An unsuccessful attempt was made on the life of Pope Leo III (795-816), the successor of Hadrian. Pope Leo was then accused of immoral conduct. Charlemagne took a personal and active interest in the investigations which caused Leo to be brought to him in Paderborn. Leo was sent back to Rome, followed by Charlemagne, who continued the investigations. The Frankish king required finally that Leo swear to his innocence on the Bible, which he did on December 23, 800. Two days later Leo crowned Charlemagne 'Emperor of the Romans.'

Charlemagne wanted the title 'Emperor', but not that of 'Emperor of the Romans'. His biographer Einhard claims that had Charlemagne known what the pope was up to, he would not have entered the church.[ 6 ]

Charlemagne had arranged to get the title 'Emperor' in exchange for Leo's exoneration. Leo almost spoiled things because Charlemagne wanted the title recognized by Constantinople-New Rome whose real 'Emperor of the Romans' would never recognize this full title for a Frank. This is why Charlemagne never used this title in his official documents, using instead the titles 'Emperor and Augustus, who governs' or 'administers the Roman Empire'. By claiming that he ruled the Roman Empire, Charlemagne thus clearly meant that he governed the whole Roman Empire. The Franks decided that the Eastern part of the Empire had become 'Greek', and its leader, an emperor of 'Greeks'. This is why Otto III (983-1002) is described in the year 1000 by his chronicler as 'visiting the Roman Empire', meaning, simply, the Papal States.[ 7 ]

The Romans called their empire Romania and respublica. The Franks reserved these names exclusively for the Papal States and literally condemned the Eastern part of the Empire to be Graecia.[ 8 ] The Franks were very careful to always condemn 'Greeks' as heretics, but never Romans, although East and West Romans were one nation. Thus at the Council of Frankfurt (794), the Franks condemned the 'Greeks' and their Seventh Ecumenical Synod in the presence of the legates of the Roman Pope Hadrian II, an aggressive promoter of this same Seventh Ecumenical Synod.

Hadrian had already excommunicated all those who had not accepted the Seventh Ecumenical Synod. Technically the Franks were in a state of excommunication. But to implement this would have brought down upon Papal Romania and her citizens the wrath of Frankish feudalism, as had been the fate of the Romans in the rest of Francia (Gallia, Germania, and Italia).

Charlemagne had also caused the Filioque to be added to the Frankish Creed, without consulting the pope. When the controversy over this addition broke out in Jerusalem, Charlemagne convoked the Council of Aachen in 809 and decreed that this addition was a dogma necessary for salvation. With this fait accomplit under his belt, he tried to pressure Pope Leo III into accepting it.[ 9 ]

Leo rejected the Filioque not only as an addition to the Creed, but also as dogma, claiming that the Fathers left it out of the Creed neither out of ignorance, nor out of negligence, nor out of oversight, but on purpose and by divine inspiration.

What Leo is clearly saying, but in diplomatic terms, is that the addition of the Filioque to the Creed is a heresy.
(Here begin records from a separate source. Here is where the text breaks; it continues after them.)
//! HTTP server for http-wasm guests.
//!
//! This crate puts a guest in front of an axum router. It handles:
//!
//! - Adapting axum requests and responses to the guest ABI ([`HttpExchange`], [`AxumHost`])
//! - Running every non-probe request through a pooled guest instance
//! - Forwarding delegated requests downstream, e.g. to an upstream via [`UpstreamProxy`]
//! - Health and readiness checks
//!
//! # Quick Start
//!
//! ```ignore
//! use http_wasm_host::Runtime;
//! use http_wasm_server::{AxumHost, HttpWasmServer, UpstreamProxy};
//!
//! #[tokio::main]
//! async fn main() -> Result<(), Box<dyn std::error::Error>> {
//!     let wasm = std::fs::read("auth.wasm")?;
//!     let runtime = Runtime::builder(AxumHost::new()).build(&wasm).await?;
//!     let upstream = UpstreamProxy::new("http://127.0.0.1:9000", 1 << 20)?;
//!
//!     HttpWasmServer::new(runtime, upstream.into_router()).run().await?;
//!     Ok(())
//! }
//! ```

pub mod exchange;
pub mod handler;
pub mod host;
pub mod middleware;
pub mod proxy;
pub mod response;
pub mod router;
pub mod server;
pub mod state;

pub use exchange::HttpExchange;
pub use host::{AxumHost, LogSink};
pub use proxy::UpstreamProxy;
pub use response::ErrorPolicy;
pub use server::{HttpWasmServer, ServerConfig, TestHandle};
pub use state::AppState;
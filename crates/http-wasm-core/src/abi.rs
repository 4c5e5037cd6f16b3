//! The host/guest ABI: import names and packed result encodings.
//!
//! Every value crossing the boundary is a 32-bit or 64-bit integer. Guests
//! import host functions from [`HOST_MODULE`] and export [`FUNC_HANDLE`] plus
//! their linear memory. Names, parameter order and bit layouts here are a
//! compatibility surface with existing guest binaries.
//!
//! # Buffer-limit idiom
//!
//! Functions returning variable-length values take `(buf, buf_limit)`. The
//! value is written only when it fits in `buf_limit` bytes, but its true
//! length is always returned. A guest can query the length with
//! `buf_limit = 0`, then retry with a right-sized buffer.

/// Module name of every function the host exports.
pub const HOST_MODULE: &str = "http-handler";

/// Guest export invoked once per exchange: `() -> ()`.
pub const FUNC_HANDLE: &str = "handle";

/// Optional guest export invoked once per instance after instantiation.
pub const FUNC_START: &str = "_start";

/// Guest linear memory export.
pub const MEMORY: &str = "memory";

/// `log(message, message_len)`
pub const FUNC_LOG: &str = "log";

/// `get_config(buf, buf_limit) -> config_len`
pub const FUNC_GET_CONFIG: &str = "get_config";

/// `get_method(buf, buf_limit) -> method_len`
pub const FUNC_GET_METHOD: &str = "get_method";

/// `get_path(buf, buf_limit) -> path_len`
pub const FUNC_GET_PATH: &str = "get_path";

/// `set_path(path, path_len)`
pub const FUNC_SET_PATH: &str = "set_path";

/// `get_protocol_version(buf, buf_limit) -> version_len`
pub const FUNC_GET_PROTOCOL_VERSION: &str = "get_protocol_version";

/// `get_request_header(name, name_len, buf, buf_limit) -> 0 | 1<<32 | value_len`
pub const FUNC_GET_REQUEST_HEADER: &str = "get_request_header";

/// `read_request_body(buf, buf_limit) -> eof<<32 | bytes_read`
pub const FUNC_READ_REQUEST_BODY: &str = "read_request_body";

/// `write_request_body(body, body_len)`
pub const FUNC_WRITE_REQUEST_BODY: &str = "write_request_body";

/// `set_response_header(name, name_len, value, value_len)`
pub const FUNC_SET_RESPONSE_HEADER: &str = "set_response_header";

/// `send_response(status_code, body, body_len)`
pub const FUNC_SEND_RESPONSE: &str = "send_response";

/// `next()`
pub const FUNC_NEXT: &str = "next";

/// `read_response_body(buf, buf_limit) -> eof<<32 | bytes_read`
pub const FUNC_READ_RESPONSE_BODY: &str = "read_response_body";

/// `write_response_body(body, body_len)`
pub const FUNC_WRITE_RESPONSE_BODY: &str = "write_response_body";

/// Packed result of `get_request_header` for a missing header.
pub const HEADER_ABSENT: u64 = 0;

/// Pack the result of `get_request_header` for a present header.
pub const fn pack_header(value_len: u32) -> u64 {
    (1 << 32) | value_len as u64
}

/// Pack the result of a body read.
pub const fn pack_body_read(eof: bool, bytes_read: u32) -> u64 {
    ((eof as u64) << 32) | bytes_read as u64
}

/// Split a packed `(flag<<32) | len` result into its flag and length.
pub const fn unpack(result: u64) -> (bool, u32) {
    // Truncation keeps the low 32 bits, as `i32.wrap_i64` does on the guest
    #[allow(clippy::cast_possible_truncation)]
    let len = result as u32;
    (result >> 32 != 0, len)
}

/// A chunk returned by a body read.
#[derive(Debug, Clone, Default, PartialEq, Eq)]
pub struct BodyChunk {
    /// Bytes read, at most the requested limit.
    pub bytes: Vec<u8>,
    /// The body has no more bytes after this chunk.
    pub eof: bool,
}

impl BodyChunk {
    /// Create a chunk.
    pub fn new(bytes: Vec<u8>, eof: bool) -> Self {
        Self { bytes, eof }
    }
}
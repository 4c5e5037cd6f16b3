//! The guest middleware.
//!
//! Every request that is not a health probe runs through the guest. The
//! guest either answers it directly or calls `next`, which forwards the
//! request to the wrapped router.

use std::time::Instant;

use axum::extract::{Request, State};
use axum::middleware::Next;
use axum::response::Response;
use tracing::{debug, instrument};

use http_wasm_common::RuntimeError;
use http_wasm_core::Invocation;

use crate::exchange::HttpExchange;
use crate::state::AppState;

/// Run the request through a pooled guest instance.
///
/// Install with [`axum::middleware::from_fn_with_state`].
#[instrument(skip_all, fields(method = %request.method(), path = %request.uri().path()))]
pub async fn wasm_middleware(
    State(state): State<AppState>,
    request: Request,
    next: Next,
) -> Response {
    let start = Instant::now();

    let exchange = match HttpExchange::from_request(request, state.max_body_bytes()).await {
        Ok(exchange) => exchange.with_next(next),
        Err(e) => return state.policy().respond(&RuntimeError::Host(e)),
    };

    let invocation = match state.runtime().handle(exchange).await {
        Ok(invocation) => invocation,
        Err(e) => return state.policy().respond(&e),
    };

    let Invocation {
        guest_id,
        exchange,
        result,
    } = invocation;

    match (result, exchange) {
        (Ok(outcome), Some(exchange)) => {
            debug!(
                guest_id,
                exchange_id = exchange.id(),
                ?outcome,
                duration_ms = start.elapsed().as_millis(),
                "Exchange completed"
            );
            exchange.into_response()
        }
        (Err(e), _) => state.policy().respond(&e),
        (Ok(_), None) => state
            .policy()
            .respond(&RuntimeError::trap("exchange was not returned", None)),
    }
}
//! Guest module compilation and export validation.
//!
//! This module provides [`CompiledModule`], a wrapper around Wasmtime's [`Module`]
//! that compiles a guest once and checks it exports what the ABI requires.
//! The compiled module is immutable and shared read-only by every guest
//! instance of a runtime.

use std::hash::{DefaultHasher, Hash, Hasher};
use std::time::Instant;

use tracing::{info, instrument};
use wasmtime::{Engine, ExternType, Module};

use http_wasm_common::RuntimeError;

use crate::abi;

/// A compiled guest module.
///
/// # Thread Safety
///
/// `CompiledModule` is cheap to clone and can be shared across threads.
/// The underlying Wasmtime module is also thread-safe.
#[derive(Clone)]
pub struct CompiledModule {
    /// The compiled Wasmtime module.
    inner: Module,

    /// Hash of the original guest bytes.
    content_hash: String,
}

impl CompiledModule {
    /// Compile a guest from either the binary or the text format.
    ///
    /// Binary input is recognised by the `\0asm` magic number; anything
    /// else is treated as WAT source.
    ///
    /// # Errors
    ///
    /// Returns an error if compilation fails or required exports are missing.
    pub fn from_source(engine: &Engine, source: &[u8]) -> Result<Self, RuntimeError> {
        if source.starts_with(b"\0asm") {
            return Self::from_bytes(engine, source);
        }
        let wat = std::str::from_utf8(source).map_err(|_| {
            RuntimeError::compilation_failed("Guest is neither Wasm binary nor UTF-8 text")
        })?;
        Self::from_wat(engine, wat)
    }

    /// Compile a guest from WebAssembly bytes.
    ///
    /// # Arguments
    ///
    /// * `engine` - The Wasmtime engine to use for compilation
    /// * `bytes` - The raw WebAssembly bytes
    ///
    /// # Errors
    ///
    /// Returns an error if compilation fails (e.g., invalid Wasm) or the
    /// guest lacks a required export.
    #[instrument(skip(engine, bytes), fields(bytes_len = bytes.len()))]
    pub fn from_bytes(engine: &Engine, bytes: &[u8]) -> Result<Self, RuntimeError> {
        let start = Instant::now();

        Self::validate_wasm_header(bytes)?;

        let module = Module::new(engine, bytes).map_err(|e| {
            RuntimeError::compilation_failed(format!("Guest compilation failed: {e}"))
        })?;
        Self::validate_exports(&module)?;

        let content_hash = compute_hash(bytes);

        info!(
            content_hash = %content_hash,
            duration_ms = start.elapsed().as_millis(),
            "Guest module compiled"
        );

        Ok(Self {
            inner: module,
            content_hash,
        })
    }

    /// Compile a guest from WAT (WebAssembly Text Format).
    ///
    /// # Errors
    ///
    /// Returns an error if compilation fails or required exports are missing.
    #[instrument(skip(engine, wat))]
    pub fn from_wat(engine: &Engine, wat: &str) -> Result<Self, RuntimeError> {
        let start = Instant::now();

        let module = Module::new(engine, wat).map_err(|e| {
            RuntimeError::compilation_failed(format!("WAT compilation failed: {e}"))
        })?;
        Self::validate_exports(&module)?;

        let content_hash = compute_hash(wat.as_bytes());

        info!(
            content_hash = %content_hash,
            duration_ms = start.elapsed().as_millis(),
            "WAT guest module compiled"
        );

        Ok(Self {
            inner: module,
            content_hash,
        })
    }

    /// Check the guest exports `handle: () -> ()` and its linear memory.
    fn validate_exports(module: &Module) -> Result<(), RuntimeError> {
        match module.get_export(abi::FUNC_HANDLE) {
            Some(ExternType::Func(ty)) if ty.params().len() == 0 && ty.results().len() == 0 => {}
            Some(_) => {
                return Err(RuntimeError::compilation_failed(format!(
                    "Export '{}' must be a function with no parameters and no results",
                    abi::FUNC_HANDLE
                )));
            }
            None => return Err(RuntimeError::missing_export(abi::FUNC_HANDLE)),
        }

        match module.get_export(abi::MEMORY) {
            Some(ExternType::Memory(_)) => Ok(()),
            Some(_) => Err(RuntimeError::compilation_failed(format!(
                "Export '{}' must be a memory",
                abi::MEMORY
            ))),
            None => Err(RuntimeError::missing_export(abi::MEMORY)),
        }
    }

    /// Returns `true` if the guest exports a `_start` initializer.
    pub fn has_start(&self) -> bool {
        matches!(
            self.inner.get_export(abi::FUNC_START),
            Some(ExternType::Func(_))
        )
    }

    /// Get the content hash of the original guest bytes.
    pub fn content_hash(&self) -> &str {
        &self.content_hash
    }

    /// Get the inner Wasmtime module.
    pub fn inner(&self) -> &Module {
        &self.inner
    }

    /// Validate WebAssembly header (magic number).
    fn validate_wasm_header(bytes: &[u8]) -> Result<(), RuntimeError> {
        if bytes.len() < 8 {
            return Err(RuntimeError::compilation_failed(
                "Invalid Wasm: file too small",
            ));
        }

        // Check magic number: \0asm
        if &bytes[0..4] != b"\0asm" {
            return Err(RuntimeError::compilation_failed(
                "Invalid Wasm: bad magic number",
            ));
        }

        Ok(())
    }
}

impl std::fmt::Debug for CompiledModule {
    fn fmt(&self, f: &mut std::fmt::Formatter<'_>) -> std::fmt::Result {
        f.debug_struct("CompiledModule")
            .field("content_hash", &self.content_hash)
            .field("has_start", &self.has_start())
            .finish_non_exhaustive()
    }
}

/// Compute a hash of the given bytes.
fn compute_hash(bytes: &[u8]) -> String {
    let mut hasher = DefaultHasher::new();
    bytes.hash(&mut hasher);
    format!("{:016x}", hasher.finish())
}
The Franks were a too dangerous a presence in Papal Romania, so Leo acted as Hadrian had done before him. Leo did not reject the Filioque outside of the Creed, since there is in the West Roman tradition an Orthodox Filioque which was, and is, accepted as such by the East Romans until today. However, this West Roman Orthodox Filioque could not be added to the Creed where the term procession had a different meaning. In other words in a wrong context.

In any event, Charlemagne cared very little about the pope's thoughts on icons and the Filioque. He needed the condemnation of the East Romans as heretics in order to prove that they were no longer Romans, but Greeks, and he succeeded in getting this in the only way the Frankish mind at this time could devise. Believing that the Franks would eventually take over the Papacy, he knew that future Frankish popes would accept what Roman popes of his day had rejected. Charlemagne in his youth heard stories of his father's and uncle's struggles to save Francia from the Roman revolutions, which had destroyed Visigothic rule in Hispanic Gothia (Spain) and had almost destroyed the Franks in Gaul.

Many historians take for granted that, by this time, the Franks and Romans in Gaul had become one nation, and that the Romans were supposedly included under the name Frank or populus Francorum.

So there is not doubt about the identity of the revolutionaries in Gaul, we quote a contemporary Frankish chronicler who reports that in 742, the year of Charlemagne's birth, the Gascons rose in revolt under the leadership of Chunoald, the duke of Aquitaine and son of Eudo, mentioned above. Charlemagne's father and uncle "united their forces and crossed the Loire at the city of Orleans. Overwhelming the Romans, they made for Bourges."[ 10 ]Since Chunoald is here described as a beaten Roman, this means that his father Eudo was also a Roman, and not a Frank, as claimed by some.

The resulting Carolingian hatred for Romans is reflected in Charlemagne's Libri Carolini and in Salic law, and is clearly expressed by Liutprand, Bishop of Cremona, during the following century, as we shall have occasion to see.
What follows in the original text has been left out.